HeartBeat #7 January 2003 KHA

 
Observation #2 - If you're in Africa it is more likely to be a zebra

ZebraOne of the greatest homeopathic misconceptions is that polychrests are more likely to act than a rare remedy. This simply isn't true. Remedies aren't rare because they are ineffective; they are rare because we haven't enough experience to know how to prescribe them. There are no remedies that rarely work, only unknown remedies. Our difficulty is that we don't have a clear sense of the archetype or the main pathology of the lesser known remedies. And because we don't know them we are nervous to prescribe them and so prescribe the remedies we know.

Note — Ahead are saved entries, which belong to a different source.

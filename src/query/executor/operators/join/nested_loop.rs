// Nested Loop Join Implementation
//
// Block and page nested-loop equi-joins. The left relation is read a block
// of pages at a time; for each block the right relation is read one page at
// a time, and every left record of the block is compared with every record
// of the right page. Both buffered windows are replayed with mark/reset.

use log::{debug, trace};

use crate::catalog::Schema;
use crate::common::cursor::{ArrayCursor, BacktrackingIterator};
use crate::query::executor::operators::join::EquiJoin;
use crate::query::executor::operators::Operator;
use crate::query::executor::result::{QueryResult, Record};
use crate::storage::PageCursor;

/// Iteration state shared by the block and page variants
struct NestedLoopState {
    join: EquiJoin,
    /// Left pages buffered per block
    block_pages: usize,
    left_pages: PageCursor,
    /// Marked at the first right page
    right_pages: PageCursor,
    /// Records of the current left block, marked at the first
    left_block: ArrayCursor<Record>,
    /// Records of the current right page, marked at the first
    right_page: ArrayCursor<Record>,
    left_record: Option<Record>,
    initialized: bool,
    done: bool,
}

impl NestedLoopState {
    fn new(join: EquiJoin, block_pages: usize) -> Self {
        NestedLoopState {
            join,
            block_pages: block_pages.max(1),
            left_pages: ArrayCursor::empty(),
            right_pages: ArrayCursor::empty(),
            left_block: ArrayCursor::empty(),
            right_page: ArrayCursor::empty(),
            left_record: None,
            initialized: false,
            done: false,
        }
    }

    fn init(&mut self) -> QueryResult<()> {
        let store = self.join.store();
        self.left_pages = store.page_cursor(self.join.left_table())?;
        self.right_pages = store.page_cursor(self.join.right_table())?;
        self.right_pages.mark();
        debug!(
            "nested-loop join '{}' ({} pages) with '{}' ({} pages), {} left pages per block",
            self.join.left_table(),
            self.left_pages.len(),
            self.join.right_table(),
            self.right_pages.len(),
            self.block_pages
        );

        self.next_left_block()?;
        self.next_right_page()?;
        self.done = false;
        self.initialized = true;
        Ok(())
    }

    /// Load the next block of left pages and start at its first record
    fn next_left_block(&mut self) -> QueryResult<()> {
        self.left_block = self.join.store().block_cursor(
            self.join.left_table(),
            &mut self.left_pages,
            self.block_pages,
        )?;
        self.left_block.mark();
        self.left_record = self.left_block.advance()?;
        trace!("left block of {} records", self.left_block.len());
        Ok(())
    }

    /// Load the next right page
    fn next_right_page(&mut self) -> QueryResult<()> {
        self.right_page = self
            .join
            .store()
            .block_cursor(self.join.right_table(), &mut self.right_pages, 1)?;
        self.right_page.mark();
        Ok(())
    }

    fn next_left_record(&mut self) -> QueryResult<()> {
        self.left_record = self.left_block.advance()?;
        Ok(())
    }

    /// Replay the current right page from its first record
    fn reset_right_page(&mut self) -> QueryResult<()> {
        self.right_page.reset()
    }

    /// Back to the first record of the current left block
    fn reset_left_block(&mut self) -> QueryResult<()> {
        self.left_block.reset()?;
        self.left_record = self.left_block.advance()?;
        Ok(())
    }

    /// Back to the first right page, for a new left block
    fn reset_right_pages(&mut self) -> QueryResult<()> {
        self.right_pages.reset()?;
        self.next_right_page()
    }

    /// Scan the rest of the current right page for a match with the current
    /// left record. `None` once the page is exhausted for it.
    fn emit_from_right_page(&mut self) -> QueryResult<Option<Record>> {
        let Some(left) = self.left_record.as_ref() else {
            return Ok(None);
        };
        while let Some(right) = self.right_page.advance()? {
            if self.join.matches(left, &right)? {
                return Ok(Some(left.concat(&right)));
            }
        }
        Ok(None)
    }

    fn fetch_next(&mut self) -> QueryResult<Option<Record>> {
        if !self.initialized {
            self.init()?;
        }

        while !self.done {
            if let Some(record) = self.emit_from_right_page()? {
                return Ok(Some(record));
            }

            // The right page is exhausted for this left record, or the left
            // block is empty
            if self.left_record.is_some() && self.left_block.has_next() {
                self.next_left_record()?;
                self.reset_right_page()?;
            } else if self.left_record.is_some() && self.right_pages.has_next() {
                self.reset_left_block()?;
                self.next_right_page()?;
            } else if self.left_pages.has_next() {
                self.next_left_block()?;
                self.reset_right_pages()?;
            } else {
                self.done = true;
            }
        }
        Ok(None)
    }

    fn close(&mut self) {
        self.left_pages = ArrayCursor::empty();
        self.right_pages = ArrayCursor::empty();
        self.left_block = ArrayCursor::empty();
        self.right_page = ArrayCursor::empty();
        self.left_record = None;
        self.initialized = false;
        self.done = true;
    }
}

/// Block nested-loop join: B-2 left pages per block, one buffer for the
/// right page and one for output
pub struct BlockNestedLoopJoin {
    state: NestedLoopState,
}

impl BlockNestedLoopJoin {
    pub fn new(join: EquiJoin) -> Self {
        let block_pages = join.store().num_buffers().saturating_sub(2).max(1);
        Self::with_block_pages(join, block_pages)
    }

    /// Use an explicit block size instead of the store's buffer budget
    pub fn with_block_pages(join: EquiJoin, block_pages: usize) -> Self {
        BlockNestedLoopJoin {
            state: NestedLoopState::new(join, block_pages),
        }
    }

    pub fn block_pages(&self) -> usize {
        self.state.block_pages
    }
}

impl Operator for BlockNestedLoopJoin {
    fn init(&mut self) -> QueryResult<()> {
        self.state.init()
    }

    fn next(&mut self) -> QueryResult<Option<Record>> {
        self.state.fetch_next()
    }

    fn close(&mut self) -> QueryResult<()> {
        self.state.close();
        Ok(())
    }

    fn schema(&self) -> &Schema {
        self.state.join.schema()
    }
}

/// Page nested-loop join: every left page is joined with every right page
pub struct PageNestedLoopJoin {
    state: NestedLoopState,
}

impl PageNestedLoopJoin {
    pub fn new(join: EquiJoin) -> Self {
        PageNestedLoopJoin {
            state: NestedLoopState::new(join, 1),
        }
    }

    /// Load the next left page and rewind the right relation to its first page
    fn next_left_page(&mut self) -> QueryResult<()> {
        self.state.next_left_block()?;
        self.state.reset_right_pages()
    }

    /// Move to the next record of the left page and replay the right page
    fn reset_right_page(&mut self) -> QueryResult<()> {
        self.state.next_left_record()?;
        self.state.reset_right_page()
    }

    /// Back to the first record of the left page, against the next right page
    fn next_right_page(&mut self) -> QueryResult<()> {
        self.state.reset_left_block()?;
        self.state.next_right_page()
    }

    fn fetch_next(&mut self) -> QueryResult<Option<Record>> {
        if !self.state.initialized {
            self.state.init()?;
        }

        while !self.state.done {
            if let Some(record) = self.state.emit_from_right_page()? {
                return Ok(Some(record));
            }

            let has_left = self.state.left_record.is_some();
            if has_left && self.state.left_block.has_next() {
                self.reset_right_page()?;
            } else if has_left && self.state.right_pages.has_next() {
                self.next_right_page()?;
            } else if self.state.left_pages.has_next() {
                self.next_left_page()?;
            } else {
                self.state.done = true;
            }
        }
        Ok(None)
    }
}

impl Operator for PageNestedLoopJoin {
    fn init(&mut self) -> QueryResult<()> {
        self.state.init()
    }

    fn next(&mut self) -> QueryResult<Option<Record>> {
        self.fetch_next()
    }

    fn close(&mut self) -> QueryResult<()> {
        self.state.close();
        Ok(())
    }

    fn schema(&self) -> &Schema {
        self.state.join.schema()
    }
}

Usually when we give a polychrest we are using it as the best known example of a constellation of symptoms or approach to life.

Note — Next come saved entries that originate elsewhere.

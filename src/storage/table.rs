// Heap Table
//
// A relation stored as a list of slotted pages, plus the record cursor used
// to scan it with mark/reset support.

use std::sync::Arc;
use log::trace;
use parking_lot::RwLock;

use crate::catalog::Schema;
use crate::common::cursor::BacktrackingIterator;
use crate::common::types::{Page, PageId, PagePtr};
use crate::query::executor::result::{QueryError, QueryResult, Record};
use crate::storage::page::{PageError, PageManager};

/// Decode every record stored on a page, in slot order
pub fn decode_page(page: &Page) -> QueryResult<Vec<Record>> {
    let pm = PageManager::new();
    pm.get_records(page)?
        .iter()
        .map(|bytes| Record::deserialize(bytes))
        .collect()
}

/// Heap-organized relation
pub struct HeapTable {
    name: String,
    schema: Schema,
    page_size: usize,
    pages: Vec<PagePtr>,
    num_records: usize,
}

impl HeapTable {
    pub fn new(name: String, schema: Schema, page_size: usize) -> Self {
        Self {
            name,
            schema,
            page_size,
            pages: Vec::new(),
            num_records: 0,
        }
    }

    pub fn name(&self) -> &str {
        &self.name
    }

    pub fn schema(&self) -> &Schema {
        &self.schema
    }

    pub fn num_pages(&self) -> usize {
        self.pages.len()
    }

    pub fn num_records(&self) -> usize {
        self.num_records
    }

    /// Handles to the table's pages, in scan order
    pub fn pages(&self) -> Vec<PagePtr> {
        self.pages.clone()
    }

    /// Append a record, starting a new page when the last one is full
    pub fn insert(&mut self, record: &Record) -> QueryResult<()> {
        self.schema.validate(record.values())?;
        let bytes = record.serialize()?;
        let pm = PageManager::new();

        if let Some(last) = self.pages.last() {
            let mut page = last.write();
            match pm.insert_record(&mut page, &bytes) {
                Ok(_) => {
                    self.num_records += 1;
                    return Ok(());
                }
                Err(PageError::InsufficientSpace) => {}
                Err(e) => return Err(e.into()),
            }
        }

        let mut page = Page::new(self.pages.len() as PageId, self.page_size);
        pm.init_page(&mut page);
        pm.insert_record(&mut page, &bytes)?;
        trace!("table '{}': allocated page {}", self.name, page.page_id);

        self.pages.push(Arc::new(RwLock::new(page)));
        self.num_records += 1;
        Ok(())
    }
}

/// Page-at-a-time scan over a relation.
///
/// Only the page under the cursor is decoded. A mark remembers
/// `(page, slot)`; resetting to a mark on an earlier page decodes that page
/// again.
pub struct TableRecordCursor {
    pages: Vec<PagePtr>,
    page_idx: usize,
    buffer: Vec<Record>,
    slot: usize,
    mark: Option<(usize, usize)>,
}

impl TableRecordCursor {
    pub fn new(pages: Vec<PagePtr>) -> QueryResult<Self> {
        let buffer = match pages.first() {
            Some(page) => decode_page(&page.read())?,
            None => Vec::new(),
        };
        let mut cursor = Self {
            pages,
            page_idx: 0,
            buffer,
            slot: 0,
            mark: None,
        };
        cursor.settle()?;
        Ok(cursor)
    }

    /// Cursor over no pages
    pub fn empty() -> Self {
        Self {
            pages: Vec::new(),
            page_idx: 0,
            buffer: Vec::new(),
            slot: 0,
            mark: None,
        }
    }

    /// Move past exhausted pages so that `slot` points at the next record
    fn settle(&mut self) -> QueryResult<()> {
        while self.slot >= self.buffer.len() && self.page_idx + 1 < self.pages.len() {
            self.page_idx += 1;
            self.buffer = decode_page(&self.pages[self.page_idx].read())?;
            self.slot = 0;
        }
        Ok(())
    }
}

impl BacktrackingIterator for TableRecordCursor {
    type Item = Record;

    fn has_next(&self) -> bool {
        self.slot < self.buffer.len()
    }

    fn peek(&self) -> Option<&Record> {
        self.buffer.get(self.slot)
    }

    fn advance(&mut self) -> QueryResult<Option<Record>> {
        let Some(record) = self.buffer.get(self.slot).cloned() else {
            return Ok(None);
        };
        self.slot += 1;
        self.settle()?;
        Ok(Some(record))
    }

    fn mark(&mut self) {
        self.mark = Some((self.page_idx, self.slot));
    }

    fn reset(&mut self) -> QueryResult<()> {
        let (page_idx, slot) = self.mark.ok_or(QueryError::NoMark)?;
        if page_idx != self.page_idx {
            self.buffer = decode_page(&self.pages[page_idx].read())?;
            self.page_idx = page_idx;
        }
        self.slot = slot;
        Ok(())
    }
}
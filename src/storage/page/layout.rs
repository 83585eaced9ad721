use byteorder::{ByteOrder, LittleEndian};

pub const HEADER_SIZE: usize = 12; // 4 bytes per field * 3 fields
pub const RECORD_OFFSET_SIZE: usize = 8; // 4 bytes for offset + 4 bytes for length

/// Location of a record's bytes inside a page, stored in the slot array
#[derive(Debug, Clone, Copy)]
pub struct RecordLocation {
    pub offset: u32,
    pub length: u32,
}

impl RecordLocation {
    pub fn to_bytes(&self) -> [u8; RECORD_OFFSET_SIZE] {
        let mut bytes = [0u8; RECORD_OFFSET_SIZE];
        LittleEndian::write_u32(&mut bytes[0..4], self.offset);
        LittleEndian::write_u32(&mut bytes[4..8], self.length);
        bytes
    }

    pub fn from_bytes(bytes: &[u8]) -> Self {
        let offset = LittleEndian::read_u32(&bytes[0..4]);
        let length = LittleEndian::read_u32(&bytes[4..8]);
        Self { offset, length }
    }
}

/// Byte position of the slot entry for `slot` in a page of `page_size` bytes.
/// The slot array grows from the end of the page towards the record data.
pub fn slot_position(page_size: usize, slot: u32) -> usize {
    page_size - RECORD_OFFSET_SIZE * (slot as usize + 1)
}
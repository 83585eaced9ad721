// Transaction concurrency module exports

pub mod resource;
pub mod transaction;
pub mod lock_manager;
pub mod transaction_manager;

// Public exports
pub use resource::Resource;
pub use transaction::{Transaction, TransactionStatus};
pub use lock_manager::{LockError, LockManager, LockOutcome, LockResult, LockType, Request};
pub use transaction_manager::TransactionManager;
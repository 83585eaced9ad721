// Query Operators Module
//
// This module defines the operators used for query execution in the
// iterator-based execution model.

pub mod scan;
pub mod sort;
pub mod materialize;
pub mod join;

use std::sync::Arc;

use crate::catalog::Schema;
use crate::query::executor::result::{QueryResult, Record};
use crate::storage::RelationStore;

pub use scan::SeqScan;
pub use sort::{ColumnComparator, ExternalSort, RecordComparator, Run, SortOperator};
pub use materialize::materialize;
pub use join::{create_join, BlockNestedLoopJoin, EquiJoin, JoinStrategy, PageNestedLoopJoin, SortMergeJoin};

/// The Operator trait defines the interface for all query execution operators
/// in the iterator-based execution model. Each operator produces records
/// one at a time for its consumer.
pub trait Operator: Send + Sync {
    /// Initialize the operator before execution
    fn init(&mut self) -> QueryResult<()>;

    /// Get the next record from this operator; `None` once exhausted
    fn next(&mut self) -> QueryResult<Option<Record>>;

    /// Close the operator and release any resources
    fn close(&mut self) -> QueryResult<()>;

    /// Schema of the records this operator produces
    fn schema(&self) -> &Schema;
}

/// Run an operator to completion and collect its output
pub fn collect_records(op: &mut dyn Operator) -> QueryResult<Vec<Record>> {
    op.init()?;
    let mut records = Vec::new();
    while let Some(record) = op.next()? {
        records.push(record);
    }
    op.close()?;
    Ok(records)
}

// Factory functions for creating operators
pub fn create_seq_scan(store: Arc<dyn RelationStore>, table_name: &str) -> QueryResult<Box<dyn Operator>> {
    Ok(Box::new(SeqScan::new(store, table_name)?))
}

pub fn create_sort(
    store: Arc<dyn RelationStore>,
    table_name: &str,
    column: &str,
    descending: bool,
) -> QueryResult<Box<dyn Operator>> {
    Ok(Box::new(SortOperator::by_column(store, table_name, column, descending)?))
}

It is very interesting to me that Massimo finds Aquamarina as, or even more, common and useful than Natrum muriaticum and that Rajan uses Bacillinum more than Tuberculinum. Some of the most profound changes I've seen are from very rare remedies that were prescribed well.

The over-prescribing of polychrests reminds me of a Sufi story where one night a friend comes upon Nasruddin searching the ground under a street light. Nasruddin explains he was trying to open his door when he dropped his key and is now trying to find it. "But your door is way over there" says the friend. "Yes," says Nasruddin, "but there's no light by the door."